===== AVAILABLE DATA =====
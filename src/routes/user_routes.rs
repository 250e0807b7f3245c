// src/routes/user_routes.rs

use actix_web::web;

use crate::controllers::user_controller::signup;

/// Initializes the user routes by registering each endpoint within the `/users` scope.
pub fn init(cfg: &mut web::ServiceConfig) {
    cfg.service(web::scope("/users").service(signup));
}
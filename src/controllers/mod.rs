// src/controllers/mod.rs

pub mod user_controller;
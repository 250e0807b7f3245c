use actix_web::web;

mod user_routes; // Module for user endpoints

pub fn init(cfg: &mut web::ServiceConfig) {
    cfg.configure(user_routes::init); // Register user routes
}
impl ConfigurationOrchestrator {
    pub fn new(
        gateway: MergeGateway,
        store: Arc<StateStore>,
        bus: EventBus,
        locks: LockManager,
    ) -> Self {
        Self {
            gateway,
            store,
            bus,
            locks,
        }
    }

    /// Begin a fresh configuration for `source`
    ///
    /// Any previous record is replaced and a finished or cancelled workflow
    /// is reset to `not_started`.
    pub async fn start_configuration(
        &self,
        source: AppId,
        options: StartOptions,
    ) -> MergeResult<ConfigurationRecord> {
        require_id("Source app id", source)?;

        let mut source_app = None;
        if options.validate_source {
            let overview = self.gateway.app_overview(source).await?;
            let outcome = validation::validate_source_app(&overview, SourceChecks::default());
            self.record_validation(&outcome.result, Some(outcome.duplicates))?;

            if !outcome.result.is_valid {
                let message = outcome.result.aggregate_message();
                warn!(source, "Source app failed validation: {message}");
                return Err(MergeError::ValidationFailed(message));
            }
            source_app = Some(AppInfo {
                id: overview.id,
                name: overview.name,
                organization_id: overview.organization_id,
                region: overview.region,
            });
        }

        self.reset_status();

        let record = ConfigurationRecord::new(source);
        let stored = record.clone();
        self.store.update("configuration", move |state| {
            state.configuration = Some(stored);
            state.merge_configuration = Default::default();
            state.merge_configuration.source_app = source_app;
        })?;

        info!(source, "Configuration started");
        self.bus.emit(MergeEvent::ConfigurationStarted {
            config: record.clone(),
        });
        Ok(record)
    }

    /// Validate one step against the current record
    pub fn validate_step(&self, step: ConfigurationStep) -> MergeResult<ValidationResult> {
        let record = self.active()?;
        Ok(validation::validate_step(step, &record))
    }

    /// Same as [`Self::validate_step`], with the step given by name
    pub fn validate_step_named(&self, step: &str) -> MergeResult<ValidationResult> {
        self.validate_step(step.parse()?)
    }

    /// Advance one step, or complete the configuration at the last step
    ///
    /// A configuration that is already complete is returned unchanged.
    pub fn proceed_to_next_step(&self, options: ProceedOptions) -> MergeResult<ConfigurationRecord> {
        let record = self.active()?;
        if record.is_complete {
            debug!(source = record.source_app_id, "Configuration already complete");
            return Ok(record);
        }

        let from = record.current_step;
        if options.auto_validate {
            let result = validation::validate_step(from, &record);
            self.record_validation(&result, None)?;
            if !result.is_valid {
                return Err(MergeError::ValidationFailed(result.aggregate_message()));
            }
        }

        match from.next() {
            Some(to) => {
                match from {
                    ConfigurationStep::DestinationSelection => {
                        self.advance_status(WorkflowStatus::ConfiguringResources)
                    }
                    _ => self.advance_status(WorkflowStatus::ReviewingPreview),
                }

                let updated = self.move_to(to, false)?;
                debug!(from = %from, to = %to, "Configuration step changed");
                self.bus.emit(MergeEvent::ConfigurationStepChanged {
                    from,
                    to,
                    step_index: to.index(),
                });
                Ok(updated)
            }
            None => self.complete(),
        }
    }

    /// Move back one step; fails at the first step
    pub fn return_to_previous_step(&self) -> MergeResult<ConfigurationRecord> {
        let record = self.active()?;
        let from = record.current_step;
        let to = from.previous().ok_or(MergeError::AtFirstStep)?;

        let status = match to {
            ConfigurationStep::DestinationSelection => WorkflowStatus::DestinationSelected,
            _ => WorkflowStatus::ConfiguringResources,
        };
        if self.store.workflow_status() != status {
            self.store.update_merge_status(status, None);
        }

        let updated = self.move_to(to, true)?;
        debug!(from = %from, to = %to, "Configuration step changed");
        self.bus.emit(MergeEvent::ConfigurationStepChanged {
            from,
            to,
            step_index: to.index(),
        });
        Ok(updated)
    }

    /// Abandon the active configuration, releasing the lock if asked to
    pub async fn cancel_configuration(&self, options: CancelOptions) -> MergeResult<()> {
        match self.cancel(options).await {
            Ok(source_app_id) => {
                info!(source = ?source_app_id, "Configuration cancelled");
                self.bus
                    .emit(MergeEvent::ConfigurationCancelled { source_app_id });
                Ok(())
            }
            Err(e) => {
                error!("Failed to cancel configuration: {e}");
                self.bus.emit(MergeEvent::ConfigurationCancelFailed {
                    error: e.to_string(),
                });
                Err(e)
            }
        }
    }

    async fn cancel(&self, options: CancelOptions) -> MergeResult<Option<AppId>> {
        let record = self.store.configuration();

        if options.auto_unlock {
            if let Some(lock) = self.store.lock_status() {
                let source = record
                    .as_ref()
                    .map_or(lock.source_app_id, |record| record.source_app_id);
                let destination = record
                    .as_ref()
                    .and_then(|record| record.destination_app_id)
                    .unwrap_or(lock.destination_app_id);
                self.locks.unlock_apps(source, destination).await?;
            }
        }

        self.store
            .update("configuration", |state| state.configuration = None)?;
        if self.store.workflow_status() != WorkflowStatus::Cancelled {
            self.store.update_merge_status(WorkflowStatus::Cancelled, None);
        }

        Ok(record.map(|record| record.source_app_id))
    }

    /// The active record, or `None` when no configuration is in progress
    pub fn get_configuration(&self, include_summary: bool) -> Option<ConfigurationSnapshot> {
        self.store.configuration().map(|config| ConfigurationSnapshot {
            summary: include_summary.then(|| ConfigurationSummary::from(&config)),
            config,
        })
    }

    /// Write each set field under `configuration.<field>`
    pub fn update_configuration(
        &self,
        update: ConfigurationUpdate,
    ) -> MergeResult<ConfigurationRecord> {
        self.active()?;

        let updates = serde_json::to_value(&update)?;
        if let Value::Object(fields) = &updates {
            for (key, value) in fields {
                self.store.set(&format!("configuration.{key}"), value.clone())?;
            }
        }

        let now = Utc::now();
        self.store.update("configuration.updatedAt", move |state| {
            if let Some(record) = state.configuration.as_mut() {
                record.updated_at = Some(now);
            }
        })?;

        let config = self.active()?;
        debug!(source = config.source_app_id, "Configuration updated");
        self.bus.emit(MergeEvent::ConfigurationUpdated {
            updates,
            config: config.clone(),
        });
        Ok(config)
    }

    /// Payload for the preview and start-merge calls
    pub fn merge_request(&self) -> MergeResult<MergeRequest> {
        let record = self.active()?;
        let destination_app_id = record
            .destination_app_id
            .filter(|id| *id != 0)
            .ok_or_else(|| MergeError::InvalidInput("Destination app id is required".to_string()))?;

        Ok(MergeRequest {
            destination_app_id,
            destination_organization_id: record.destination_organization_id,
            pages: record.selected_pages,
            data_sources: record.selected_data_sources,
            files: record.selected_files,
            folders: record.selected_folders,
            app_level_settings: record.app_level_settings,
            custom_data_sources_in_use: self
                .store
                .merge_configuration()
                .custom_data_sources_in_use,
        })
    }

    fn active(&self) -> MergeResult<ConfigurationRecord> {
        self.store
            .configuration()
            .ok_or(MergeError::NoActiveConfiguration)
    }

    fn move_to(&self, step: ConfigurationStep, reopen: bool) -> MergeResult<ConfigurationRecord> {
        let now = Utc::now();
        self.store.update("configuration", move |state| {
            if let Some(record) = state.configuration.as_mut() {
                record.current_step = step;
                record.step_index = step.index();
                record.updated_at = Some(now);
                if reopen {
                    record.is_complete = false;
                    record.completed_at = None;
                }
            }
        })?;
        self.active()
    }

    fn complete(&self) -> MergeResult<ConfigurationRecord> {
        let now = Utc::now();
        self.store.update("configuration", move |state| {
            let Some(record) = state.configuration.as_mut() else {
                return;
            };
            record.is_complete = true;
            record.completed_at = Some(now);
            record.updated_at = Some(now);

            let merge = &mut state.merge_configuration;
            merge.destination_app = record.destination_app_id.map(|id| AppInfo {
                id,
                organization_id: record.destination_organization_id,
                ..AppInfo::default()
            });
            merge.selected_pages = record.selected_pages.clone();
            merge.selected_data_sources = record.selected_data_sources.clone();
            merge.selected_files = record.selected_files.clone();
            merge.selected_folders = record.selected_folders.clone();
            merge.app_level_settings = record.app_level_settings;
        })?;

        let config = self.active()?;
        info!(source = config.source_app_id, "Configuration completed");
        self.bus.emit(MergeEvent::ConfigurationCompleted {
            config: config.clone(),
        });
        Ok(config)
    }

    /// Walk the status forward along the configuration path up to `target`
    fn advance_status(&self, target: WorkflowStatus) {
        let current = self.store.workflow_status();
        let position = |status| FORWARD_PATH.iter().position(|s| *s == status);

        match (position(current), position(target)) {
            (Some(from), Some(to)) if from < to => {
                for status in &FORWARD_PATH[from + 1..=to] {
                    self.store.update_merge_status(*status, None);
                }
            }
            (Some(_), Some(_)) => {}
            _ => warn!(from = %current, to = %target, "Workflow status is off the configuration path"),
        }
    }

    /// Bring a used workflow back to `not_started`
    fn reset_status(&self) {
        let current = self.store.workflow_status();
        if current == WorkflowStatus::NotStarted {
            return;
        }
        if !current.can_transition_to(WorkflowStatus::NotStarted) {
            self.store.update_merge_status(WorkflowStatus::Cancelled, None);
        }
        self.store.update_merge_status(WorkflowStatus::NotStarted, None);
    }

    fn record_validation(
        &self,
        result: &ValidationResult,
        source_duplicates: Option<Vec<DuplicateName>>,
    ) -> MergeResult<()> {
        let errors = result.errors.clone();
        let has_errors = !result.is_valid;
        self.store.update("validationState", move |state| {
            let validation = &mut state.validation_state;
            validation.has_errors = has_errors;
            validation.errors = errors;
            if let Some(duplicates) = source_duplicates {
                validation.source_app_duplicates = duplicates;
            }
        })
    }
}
=====
I'd like every line with the string "async" copied from the listing.

▶ RESULT FOR THIS EXERCISE:
    pub async fn start_configuration(
    pub async fn cancel_configuration(&self, options: CancelOptions) -> MergeResult<()> {
    async fn cancel(&self, options: CancelOptions) -> MergeResult<Option<AppId>> {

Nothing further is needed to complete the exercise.